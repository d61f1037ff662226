use clap::Parser;
use tracing_subscriber::{layer::SubscriberExt, util::SubscriberInitExt, EnvFilter};

use tvel_harvester::{
    config::{ArxivConfig, ArxivQuery, ARXIV_API_URL, DEFAULT_QUERY},
    fetcher::ArxivFetcher,
    harvest,
    utils::expand_home
};

#[derive(Parser, Debug)]
#[command(name = "harvest_arxiv")]
#[command(about = "Harvest arXiv search results into a timestamped run directory")]
#[command(version)]
struct Cli {
    /// Base output directory (`~` is expanded)
    #[arg(long, env = "DATAROOT")]
    dataroot: String,

    /// arXiv search query
    #[arg(long, env = "ARXIV_QUERY", default_value = DEFAULT_QUERY)]
    query: String,

    /// Offset of the first result
    #[arg(long, default_value_t = 0)]
    start: u32,

    /// Maximum number of results to request
    #[arg(long, default_value_t = 25)]
    max_results: u32,

    /// arXiv API endpoint
    #[arg(long, env = "ARXIV_API_URL", default_value = ARXIV_API_URL)]
    api_url: String,

    /// Log level (trace, debug, info, warn, error); RUST_LOG takes precedence
    #[arg(long, default_value = "info")]
    log_level: String,

    /// Output logs as JSON
    #[arg(long)]
    json_logs: bool,
}

// logs go to stderr; stdout is reserved for the summary line.
fn init_tracing(log_level: &str, json: bool) {
    let filter = EnvFilter::try_from_default_env()
        .unwrap_or_else(|_| EnvFilter::new(log_level));

    let subscriber = tracing_subscriber::registry().with(filter);

    if json {
        subscriber
            .with(tracing_subscriber::fmt::layer().json().with_writer(std::io::stderr))
            .init();
    } else {
        subscriber
            .with(tracing_subscriber::fmt::layer().with_writer(std::io::stderr))
            .init();
    }
}

#[tokio::main]
async fn main() -> anyhow::Result<()> {
    // .env is optional
    dotenvy::dotenv().ok();
    let cli = Cli::parse();
    init_tracing(&cli.log_level, cli.json_logs);

    let dataroot = expand_home(&cli.dataroot);
    let query = ArxivQuery::new(&cli.query)
        .with_start(cli.start)
        .with_max_results(cli.max_results);
    let fetcher = ArxivFetcher::new(ArxivConfig::new(&cli.api_url))?;

    let outcome = harvest::run(&fetcher, &query, &dataroot).await?;
    println!("{}", outcome.summary());
    Ok(())
}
------------
§ WHAT THE TASK REQUIRES
Go through the data and copy each line exactly as it reads.

§ WRITTEN ANSWER
repository d61f1037ff662226
use clap::Parser;
use tracing_subscriber::{layer::SubscriberExt, util::SubscriberInitExt, EnvFilter};

use tvel_harvester::{
    config::{ArxivConfig, ArxivQuery, ARXIV_API_URL, DEFAULT_QUERY},
    fetcher::ArxivFetcher,
    harvest,
    utils::expand_home
};

#[derive(Parser, Debug)]
#[command(name = "harvest_arxiv")]
#[command(about = "Harvest arXiv search results into a timestamped run directory")]
#[command(version)]
struct Cli {
    /// Base output directory (`~` is expanded)
    #[arg(long, env = "DATAROOT")]
    dataroot: String,

    /// arXiv search query
    #[arg(long, env = "ARXIV_QUERY", default_value = DEFAULT_QUERY)]
    query: String,

    /// Offset of the first result
    #[arg(long, default_value_t = 0)]
    start: u32,

    /// Maximum number of results to request
    #[arg(long, default_value_t = 25)]
    max_results: u32,

    /// arXiv API endpoint
    #[arg(long, env = "ARXIV_API_URL", default_value = ARXIV_API_URL)]
    api_url: String,

    /// Log level (trace, debug, info, warn, error); RUST_LOG takes precedence
    #[arg(long, default_value = "info")]
    log_level: String,

    /// Output logs as JSON
    #[arg(long)]
    json_logs: bool,
}

// logs go to stderr; stdout is reserved for the summary line.
fn init_tracing(log_level: &str, json: bool) {
    let filter = EnvFilter::try_from_default_env()
        .unwrap_or_else(|_| EnvFilter::new(log_level));

    let subscriber = tracing_subscriber::registry().with(filter);

    if json {
        subscriber
            .with(tracing_subscriber::fmt::layer().json().with_writer(std::io::stderr))
            .init();
    } else {
        subscriber
            .with(tracing_subscriber::fmt::layer().with_writer(std::io::stderr))
            .init();
    }
}

#[tokio::main]
async fn main() -> anyhow::Result<()> {
    // .env is optional
    dotenvy::dotenv().ok();
    let cli = Cli::parse();
    init_tracing(&cli.log_level, cli.json_logs);

    let dataroot = expand_home(&cli.dataroot);
    let query = ArxivQuery::new(&cli.query)
        .with_start(cli.start)
        .with_max_results(cli.max_results);
    let fetcher = ArxivFetcher::new(ArxivConfig::new(&cli.api_url))?;

    let outcome = harvest::run(&fetcher, &query, &dataroot).await?;
    println!("{}", outcome.summary());
    Ok(())
}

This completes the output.